TASK DESCRIPTION: Your answer should consist of the lines in the following data that contain "collect".

DATA FOR REVIEW Start Marker

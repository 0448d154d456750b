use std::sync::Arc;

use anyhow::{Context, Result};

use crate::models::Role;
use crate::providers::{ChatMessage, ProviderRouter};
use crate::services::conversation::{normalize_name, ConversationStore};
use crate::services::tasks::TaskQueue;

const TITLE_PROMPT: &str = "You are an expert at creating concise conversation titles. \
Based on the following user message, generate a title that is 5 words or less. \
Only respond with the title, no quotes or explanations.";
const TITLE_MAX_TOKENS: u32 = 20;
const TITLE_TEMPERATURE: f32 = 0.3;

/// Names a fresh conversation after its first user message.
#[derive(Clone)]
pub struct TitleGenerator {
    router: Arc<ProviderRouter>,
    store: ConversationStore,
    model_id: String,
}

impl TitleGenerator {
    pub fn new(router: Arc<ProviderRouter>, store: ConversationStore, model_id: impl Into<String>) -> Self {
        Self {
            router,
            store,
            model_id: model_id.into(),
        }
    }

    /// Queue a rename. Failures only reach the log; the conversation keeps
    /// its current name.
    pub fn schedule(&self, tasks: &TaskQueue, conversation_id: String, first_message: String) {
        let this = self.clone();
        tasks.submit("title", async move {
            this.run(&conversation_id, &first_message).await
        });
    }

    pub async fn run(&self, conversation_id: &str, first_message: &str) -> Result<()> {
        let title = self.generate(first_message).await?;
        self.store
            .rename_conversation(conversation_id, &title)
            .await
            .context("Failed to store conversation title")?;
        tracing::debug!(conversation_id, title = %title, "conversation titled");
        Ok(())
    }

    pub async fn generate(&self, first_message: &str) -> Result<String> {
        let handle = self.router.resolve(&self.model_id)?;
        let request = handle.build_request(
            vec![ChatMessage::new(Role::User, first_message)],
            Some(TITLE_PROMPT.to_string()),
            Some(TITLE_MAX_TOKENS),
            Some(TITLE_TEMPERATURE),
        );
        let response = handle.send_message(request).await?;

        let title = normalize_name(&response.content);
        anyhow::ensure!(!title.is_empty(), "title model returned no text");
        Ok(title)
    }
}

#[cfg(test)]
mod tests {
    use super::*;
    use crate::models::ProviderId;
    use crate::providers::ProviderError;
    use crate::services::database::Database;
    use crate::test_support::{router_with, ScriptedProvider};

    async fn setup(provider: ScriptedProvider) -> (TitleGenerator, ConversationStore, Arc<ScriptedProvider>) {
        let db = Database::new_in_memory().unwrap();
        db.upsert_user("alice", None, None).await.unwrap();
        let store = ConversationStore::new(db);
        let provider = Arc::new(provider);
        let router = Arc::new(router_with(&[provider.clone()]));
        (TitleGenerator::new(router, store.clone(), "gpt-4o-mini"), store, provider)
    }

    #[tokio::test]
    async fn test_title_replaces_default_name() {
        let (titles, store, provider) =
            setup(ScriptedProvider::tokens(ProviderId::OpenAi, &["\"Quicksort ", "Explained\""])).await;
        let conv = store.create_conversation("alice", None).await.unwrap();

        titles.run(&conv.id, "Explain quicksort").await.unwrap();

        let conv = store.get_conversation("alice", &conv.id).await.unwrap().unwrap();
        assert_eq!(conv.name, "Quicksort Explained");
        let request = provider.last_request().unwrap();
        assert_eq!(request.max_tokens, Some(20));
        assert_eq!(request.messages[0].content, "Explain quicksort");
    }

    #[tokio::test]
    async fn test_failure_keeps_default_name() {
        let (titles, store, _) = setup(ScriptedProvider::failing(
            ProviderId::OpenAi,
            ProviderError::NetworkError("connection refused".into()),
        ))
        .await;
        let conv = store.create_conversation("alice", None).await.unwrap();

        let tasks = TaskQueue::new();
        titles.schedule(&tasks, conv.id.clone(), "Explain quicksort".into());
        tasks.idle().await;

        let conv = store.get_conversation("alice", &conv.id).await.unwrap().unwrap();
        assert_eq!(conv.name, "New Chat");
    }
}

DATA FOR REVIEW End Marker
DATA FOR REVIEW Start Marker

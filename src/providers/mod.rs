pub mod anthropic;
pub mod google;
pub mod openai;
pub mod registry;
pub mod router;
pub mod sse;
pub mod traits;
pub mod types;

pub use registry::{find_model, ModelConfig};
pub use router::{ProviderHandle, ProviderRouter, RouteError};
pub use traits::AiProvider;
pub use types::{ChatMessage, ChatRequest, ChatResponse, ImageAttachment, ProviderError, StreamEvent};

DATA FOR REVIEW End Marker
DATA FOR REVIEW Start Marker

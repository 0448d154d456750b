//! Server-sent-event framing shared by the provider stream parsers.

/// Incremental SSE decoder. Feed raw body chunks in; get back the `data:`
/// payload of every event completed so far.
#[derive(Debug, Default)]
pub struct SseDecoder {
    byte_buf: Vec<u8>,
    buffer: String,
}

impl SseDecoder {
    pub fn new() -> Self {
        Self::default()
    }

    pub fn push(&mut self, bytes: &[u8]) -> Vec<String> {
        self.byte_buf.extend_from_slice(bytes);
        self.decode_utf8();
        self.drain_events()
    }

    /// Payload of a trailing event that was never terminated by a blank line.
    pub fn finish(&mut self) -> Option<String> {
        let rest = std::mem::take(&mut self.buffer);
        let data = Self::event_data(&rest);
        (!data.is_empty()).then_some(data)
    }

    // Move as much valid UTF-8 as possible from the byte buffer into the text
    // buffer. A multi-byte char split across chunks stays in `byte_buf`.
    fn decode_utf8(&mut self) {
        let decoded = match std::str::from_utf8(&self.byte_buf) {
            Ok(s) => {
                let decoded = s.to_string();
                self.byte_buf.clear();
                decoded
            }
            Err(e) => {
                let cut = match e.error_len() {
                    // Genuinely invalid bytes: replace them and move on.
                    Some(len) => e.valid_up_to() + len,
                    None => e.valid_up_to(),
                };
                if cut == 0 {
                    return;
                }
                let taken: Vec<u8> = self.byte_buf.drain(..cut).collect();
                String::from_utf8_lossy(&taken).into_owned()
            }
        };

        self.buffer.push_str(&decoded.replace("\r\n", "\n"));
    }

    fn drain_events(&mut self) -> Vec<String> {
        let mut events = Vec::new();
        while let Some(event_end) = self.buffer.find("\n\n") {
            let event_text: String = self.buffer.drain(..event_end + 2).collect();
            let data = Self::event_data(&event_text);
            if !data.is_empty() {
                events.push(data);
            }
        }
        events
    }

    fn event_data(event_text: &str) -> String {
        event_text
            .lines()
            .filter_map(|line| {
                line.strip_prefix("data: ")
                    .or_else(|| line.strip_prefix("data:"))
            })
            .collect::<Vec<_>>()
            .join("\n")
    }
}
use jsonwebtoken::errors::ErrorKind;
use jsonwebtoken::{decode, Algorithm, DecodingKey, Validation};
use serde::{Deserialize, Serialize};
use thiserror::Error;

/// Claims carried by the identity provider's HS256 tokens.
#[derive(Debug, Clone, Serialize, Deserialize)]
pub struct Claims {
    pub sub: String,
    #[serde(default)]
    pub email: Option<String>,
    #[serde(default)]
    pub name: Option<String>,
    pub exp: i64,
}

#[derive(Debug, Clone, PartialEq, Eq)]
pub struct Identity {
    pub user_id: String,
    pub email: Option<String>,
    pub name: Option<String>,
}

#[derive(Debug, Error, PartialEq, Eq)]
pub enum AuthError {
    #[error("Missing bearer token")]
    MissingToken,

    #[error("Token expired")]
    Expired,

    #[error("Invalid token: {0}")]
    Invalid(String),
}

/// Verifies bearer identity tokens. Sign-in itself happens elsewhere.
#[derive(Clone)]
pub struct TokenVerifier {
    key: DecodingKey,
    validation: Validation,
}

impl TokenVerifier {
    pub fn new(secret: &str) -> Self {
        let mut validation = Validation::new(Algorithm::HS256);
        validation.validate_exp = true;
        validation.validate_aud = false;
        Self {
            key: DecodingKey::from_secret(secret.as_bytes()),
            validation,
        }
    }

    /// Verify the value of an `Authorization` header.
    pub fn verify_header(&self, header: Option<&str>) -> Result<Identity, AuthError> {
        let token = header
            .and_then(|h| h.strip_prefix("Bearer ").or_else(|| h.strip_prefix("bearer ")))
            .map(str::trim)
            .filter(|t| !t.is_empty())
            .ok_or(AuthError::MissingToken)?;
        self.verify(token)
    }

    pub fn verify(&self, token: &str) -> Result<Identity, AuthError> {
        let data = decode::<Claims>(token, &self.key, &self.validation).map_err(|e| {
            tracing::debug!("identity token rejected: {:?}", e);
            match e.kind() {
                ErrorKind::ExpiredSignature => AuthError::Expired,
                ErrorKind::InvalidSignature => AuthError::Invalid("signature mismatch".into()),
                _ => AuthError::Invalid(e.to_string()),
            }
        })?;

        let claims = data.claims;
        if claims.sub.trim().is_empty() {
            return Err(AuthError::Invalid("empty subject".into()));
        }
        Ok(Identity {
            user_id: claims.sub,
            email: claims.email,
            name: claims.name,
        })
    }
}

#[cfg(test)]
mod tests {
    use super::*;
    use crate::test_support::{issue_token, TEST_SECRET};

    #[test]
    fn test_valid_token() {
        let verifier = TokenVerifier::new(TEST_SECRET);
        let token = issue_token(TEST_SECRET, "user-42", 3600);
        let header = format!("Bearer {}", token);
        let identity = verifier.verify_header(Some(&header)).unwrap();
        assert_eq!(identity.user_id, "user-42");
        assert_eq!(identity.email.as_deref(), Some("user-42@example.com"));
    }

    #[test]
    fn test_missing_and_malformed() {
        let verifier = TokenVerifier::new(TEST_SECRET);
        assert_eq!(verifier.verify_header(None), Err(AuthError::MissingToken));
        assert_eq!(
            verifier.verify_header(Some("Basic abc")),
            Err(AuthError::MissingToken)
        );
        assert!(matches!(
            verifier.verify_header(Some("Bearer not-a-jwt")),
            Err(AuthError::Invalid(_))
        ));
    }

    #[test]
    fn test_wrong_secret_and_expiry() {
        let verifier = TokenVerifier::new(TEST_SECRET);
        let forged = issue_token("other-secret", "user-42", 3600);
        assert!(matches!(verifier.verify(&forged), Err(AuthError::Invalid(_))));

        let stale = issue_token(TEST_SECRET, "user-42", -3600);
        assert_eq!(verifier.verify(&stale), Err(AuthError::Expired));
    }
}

DATA FOR REVIEW End Marker

EXPECTED ANSWER:
                let taken: Vec<u8> = self.byte_buf.drain(..cut).collect();
            let event_text: String = self.buffer.drain(..event_end + 2).collect();
            .collect::<Vec<_>>()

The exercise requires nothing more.